Task prompt:
Copy every line below precisely, leaving nothing out.

__________________________________________________

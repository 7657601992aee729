use chime::config::ChimeConfig;
use chime::core::draft::NotificationDraft;
use chime::core::view::NotificationView;
use chime::sync;
use chime::sync::client::NotifyClient;

const USAGE: &str = "\
Usage: chime [--server URL] [--debug] <command>

Commands:
  list              Show all notifications and their statuses
  status <id>       Show one notification's status
  create [options]  Schedule a notification
  cancel <id>       Cancel a pending notification

Create options:
  --channel <email|stdout|telegram>  Delivery channel (default from config)
  --message <text>                   Notification body
  --send-at <ISO-8601>               Send time (default: now, local offset)
  --subject <text>                   Email subject (email channel only)
  --to <a@x,b@y>                     Comma-separated recipients (email only)
";

#[tokio::main]
async fn main() {
    systemd_journal_logger::JournalLog::new()
        .unwrap()
        .with_syslog_identifier("chime".to_string())
        .install()
        .unwrap();
    log::set_max_level(log::LevelFilter::Info);

    let mut args: Vec<String> = std::env::args().skip(1).collect();
    if let Some(pos) = args.iter().position(|a| a == "--debug") {
        args.remove(pos);
        log::set_max_level(log::LevelFilter::Debug);
    }

    let config = ChimeConfig::load();
    let mut server_url = config.server_url.clone();
    if let Some(pos) = args.iter().position(|a| a == "--server") {
        if pos + 1 >= args.len() {
            eprintln!("--server requires a URL");
            std::process::exit(2);
        }
        server_url = args.remove(pos + 1);
        args.remove(pos);
    }

    let client = match NotifyClient::new(&server_url) {
        Ok(client) => client,
        Err(e) => {
            eprintln!("{}", e);
            std::process::exit(1);
        }
    };

    match args.first().map(String::as_str) {
        Some("list") => run_list(&client).await,
        Some("status") => match args.get(1) {
            Some(id) => run_status(&client, id).await,
            None => {
                eprintln!("status requires a notification id");
                std::process::exit(2);
            }
        },
        Some("create") => run_create(&client, &config, &args[1..]).await,
        Some("cancel") => match args.get(1) {
            Some(id) => run_cancel(&client, id).await,
            None => {
                eprintln!("cancel requires a notification id");
                std::process::exit(2);
            }
        },
        _ => {
            eprint!("{}", USAGE);
            std::process::exit(2);
        }
    }
}

async fn run_list(client: &NotifyClient) {
    let mut view = NotificationView::new();
    sync::reconcile(client, &mut view).await;

    if !view.is_visible() {
        println!("No notifications.");
        return;
    }

    println!("{:<38} {:<24} {}", "ID", "STATUS", "ACTION");
    for row in view.rows() {
        let action = if row.action_disabled { "-" } else { "cancelable" };
        println!("{:<38} {:<24} {}", row.id, row.status, action);
    }
}

async fn run_status(client: &NotifyClient, id: &str) {
    match sync::query_status(client, id).await {
        Ok(status) => println!("{}", status),
        Err(e) => println!("{}", e),
    }
}

async fn run_create(client: &NotifyClient, config: &ChimeConfig, args: &[String]) {
    let mut channel = config.default_channel.clone();
    let mut message = String::new();
    let mut send_at = None;
    let mut subject = String::new();
    let mut recipients = String::new();

    let mut i = 0;
    while i < args.len() {
        match (args[i].as_str(), args.get(i + 1)) {
            ("--channel", Some(v)) => channel = v.clone(),
            ("--message", Some(v)) => message = v.clone(),
            ("--send-at", Some(v)) => send_at = Some(v.clone()),
            ("--subject", Some(v)) => subject = v.clone(),
            ("--to", Some(v)) => recipients = v.clone(),
            (flag, _) => {
                eprintln!("Unknown or incomplete option: {}", flag);
                std::process::exit(2);
            }
        }
        i += 2;
    }

    let mut draft = NotificationDraft::new(&channel, message);
    if let Some(send_at) = send_at {
        draft.send_at = send_at;
    }
    draft.subject = subject;
    draft.set_recipients(&recipients);

    let mut view = NotificationView::new();
    match sync::create(client, &mut view, &draft).await {
        Ok(sync::CreateOutcome::Created { id, status }) => {
            println!("Created with ID: {} ({})", id, status);
        }
        Ok(sync::CreateOutcome::Rejected(message)) => println!("{}", message),
        Err(e) => println!("{}", e),
    }
}

async fn run_cancel(client: &NotifyClient, id: &str) {
    let mut view = NotificationView::new();
    match sync::cancel(client, &mut view, id).await {
        Ok(sync::CancelOutcome::Canceled) => println!("Canceled {}", id),
        Ok(sync::CancelOutcome::Rejected(message)) => println!("{}", message),
        Err(e) => println!("Network error: {}", e),
    }
}
pub mod draft;
pub mod row;
pub mod view;
//! Key-value persistence seam
//!
//! The real store (counters, small JSON blobs) lives outside this
//! crate; this trait is the narrow surface the usage counter needs.

use async_trait::async_trait;
use std::collections::HashMap;
use std::sync::Mutex;
use log::debug;

/// Narrow key-value interface over the external persistence store
#[async_trait]
pub trait KeyValueStore: Send + Sync
{   /// Prepare the store for use; idempotent
    async fn ensure_ready(&self)
      -> Result<(), crate::error::Error>;

    /// Fetch a value, None when the key is absent
    async fn get(&self, key: &str)
      -> Result<Option<String>, crate::error::Error>;

    /// Write a value
    async fn set(&self, key: &str, value: String)
      -> Result<(), crate::error::Error>;
}

/// In-memory store, used in tests and as a default
pub struct MemoryStore
{   entries: Mutex<HashMap<String, String>>
}

impl MemoryStore
{   pub fn new() -> Self
    {   debug!("Creating MemoryStore");
        MemoryStore
        {   entries: Mutex::new(HashMap::new())
        }
    }
}

impl Default for MemoryStore
{   fn default() -> Self
    {   MemoryStore::new()
    }
}

#[async_trait]
impl KeyValueStore for MemoryStore
{   async fn ensure_ready(&self)
      -> Result<(), crate::error::Error>
    {   Ok(())
    }

    async fn get(&self, key: &str)
      -> Result<Option<String>, crate::error::Error>
    {   let entries = self.entries
          .lock()
          .map_err(|_| {
            crate::error::Error::StoreError(
              "Store lock poisoned".to_string()
            )
          })?;
        Ok(entries.get(key).cloned())
    }

    async fn set(&self, key: &str, value: String)
      -> Result<(), crate::error::Error>
    {   let mut entries = self.entries
          .lock()
          .map_err(|_| {
            crate::error::Error::StoreError(
              "Store lock poisoned".to_string()
            )
          })?;
        entries.insert(key.to_string(), value);
        Ok(())
    }
}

__________________________________________________

Final answer:
repository 7657601992aee729
use chime::config::ChimeConfig;
use chime::core::draft::NotificationDraft;
use chime::core::view::NotificationView;
use chime::sync;
use chime::sync::client::NotifyClient;

const USAGE: &str = "\
Usage: chime [--server URL] [--debug] <command>

Commands:
  list              Show all notifications and their statuses
  status <id>       Show one notification's status
  create [options]  Schedule a notification
  cancel <id>       Cancel a pending notification

Create options:
  --channel <email|stdout|telegram>  Delivery channel (default from config)
  --message <text>                   Notification body
  --send-at <ISO-8601>               Send time (default: now, local offset)
  --subject <text>                   Email subject (email channel only)
  --to <a@x,b@y>                     Comma-separated recipients (email only)
";

#[tokio::main]
async fn main() {
    systemd_journal_logger::JournalLog::new()
        .unwrap()
        .with_syslog_identifier("chime".to_string())
        .install()
        .unwrap();
    log::set_max_level(log::LevelFilter::Info);

    let mut args: Vec<String> = std::env::args().skip(1).collect();
    if let Some(pos) = args.iter().position(|a| a == "--debug") {
        args.remove(pos);
        log::set_max_level(log::LevelFilter::Debug);
    }

    let config = ChimeConfig::load();
    let mut server_url = config.server_url.clone();
    if let Some(pos) = args.iter().position(|a| a == "--server") {
        if pos + 1 >= args.len() {
            eprintln!("--server requires a URL");
            std::process::exit(2);
        }
        server_url = args.remove(pos + 1);
        args.remove(pos);
    }

    let client = match NotifyClient::new(&server_url) {
        Ok(client) => client,
        Err(e) => {
            eprintln!("{}", e);
            std::process::exit(1);
        }
    };

    match args.first().map(String::as_str) {
        Some("list") => run_list(&client).await,
        Some("status") => match args.get(1) {
            Some(id) => run_status(&client, id).await,
            None => {
                eprintln!("status requires a notification id");
                std::process::exit(2);
            }
        },
        Some("create") => run_create(&client, &config, &args[1..]).await,
        Some("cancel") => match args.get(1) {
            Some(id) => run_cancel(&client, id).await,
            None => {
                eprintln!("cancel requires a notification id");
                std::process::exit(2);
            }
        },
        _ => {
            eprint!("{}", USAGE);
            std::process::exit(2);
        }
    }
}

async fn run_list(client: &NotifyClient) {
    let mut view = NotificationView::new();
    sync::reconcile(client, &mut view).await;

    if !view.is_visible() {
        println!("No notifications.");
        return;
    }

    println!("{:<38} {:<24} {}", "ID", "STATUS", "ACTION");
    for row in view.rows() {
        let action = if row.action_disabled { "-" } else { "cancelable" };
        println!("{:<38} {:<24} {}", row.id, row.status, action);
    }
}

async fn run_status(client: &NotifyClient, id: &str) {
    match sync::query_status(client, id).await {
        Ok(status) => println!("{}", status),
        Err(e) => println!("{}", e),
    }
}

async fn run_create(client: &NotifyClient, config: &ChimeConfig, args: &[String]) {
    let mut channel = config.default_channel.clone();
    let mut message = String::new();
    let mut send_at = None;
    let mut subject = String::new();
    let mut recipients = String::new();

    let mut i = 0;
    while i < args.len() {
        match (args[i].as_str(), args.get(i + 1)) {
            ("--channel", Some(v)) => channel = v.clone(),
            ("--message", Some(v)) => message = v.clone(),
            ("--send-at", Some(v)) => send_at = Some(v.clone()),
            ("--subject", Some(v)) => subject = v.clone(),
            ("--to", Some(v)) => recipients = v.clone(),
            (flag, _) => {
                eprintln!("Unknown or incomplete option: {}", flag);
                std::process::exit(2);
            }
        }
        i += 2;
    }

    let mut draft = NotificationDraft::new(&channel, message);
    if let Some(send_at) = send_at {
        draft.send_at = send_at;
    }
    draft.subject = subject;
    draft.set_recipients(&recipients);

    let mut view = NotificationView::new();
    match sync::create(client, &mut view, &draft).await {
        Ok(sync::CreateOutcome::Created { id, status }) => {
            println!("Created with ID: {} ({})", id, status);
        }
        Ok(sync::CreateOutcome::Rejected(message)) => println!("{}", message),
        Err(e) => println!("{}", e),
    }
}

async fn run_cancel(client: &NotifyClient, id: &str) {
    let mut view = NotificationView::new();
    match sync::cancel(client, &mut view, id).await {
        Ok(sync::CancelOutcome::Canceled) => println!("Canceled {}", id),
        Ok(sync::CancelOutcome::Rejected(message)) => println!("{}", message),
        Err(e) => println!("Network error: {}", e),
    }
}
pub mod draft;
pub mod row;
pub mod view;
//! Key-value persistence seam
//!
//! The real store (counters, small JSON blobs) lives outside this
//! crate; this trait is the narrow surface the usage counter needs.

use async_trait::async_trait;
use std::collections::HashMap;
use std::sync::Mutex;
use log::debug;

/// Narrow key-value interface over the external persistence store
#[async_trait]
pub trait KeyValueStore: Send + Sync
{   /// Prepare the store for use; idempotent
    async fn ensure_ready(&self)
      -> Result<(), crate::error::Error>;

    /// Fetch a value, None when the key is absent
    async fn get(&self, key: &str)
      -> Result<Option<String>, crate::error::Error>;

    /// Write a value
    async fn set(&self, key: &str, value: String)
      -> Result<(), crate::error::Error>;
}

/// In-memory store, used in tests and as a default
pub struct MemoryStore
{   entries: Mutex<HashMap<String, String>>
}

impl MemoryStore
{   pub fn new() -> Self
    {   debug!("Creating MemoryStore");
        MemoryStore
        {   entries: Mutex::new(HashMap::new())
        }
    }
}

impl Default for MemoryStore
{   fn default() -> Self
    {   MemoryStore::new()
    }
}

#[async_trait]
impl KeyValueStore for MemoryStore
{   async fn ensure_ready(&self)
      -> Result<(), crate::error::Error>
    {   Ok(())
    }

    async fn get(&self, key: &str)
      -> Result<Option<String>, crate::error::Error>
    {   let entries = self.entries
          .lock()
          .map_err(|_| {
            crate::error::Error::StoreError(
              "Store lock poisoned".to_string()
            )
          })?;
        Ok(entries.get(key).cloned())
    }

    async fn set(&self, key: &str, value: String)
      -> Result<(), crate::error::Error>
    {   let mut entries = self.entries
          .lock()
          .map_err(|_| {
            crate::error::Error::StoreError(
              "Store lock poisoned".to_string()
            )
          })?;
        entries.insert(key.to_string(), value);
        Ok(())
    }
}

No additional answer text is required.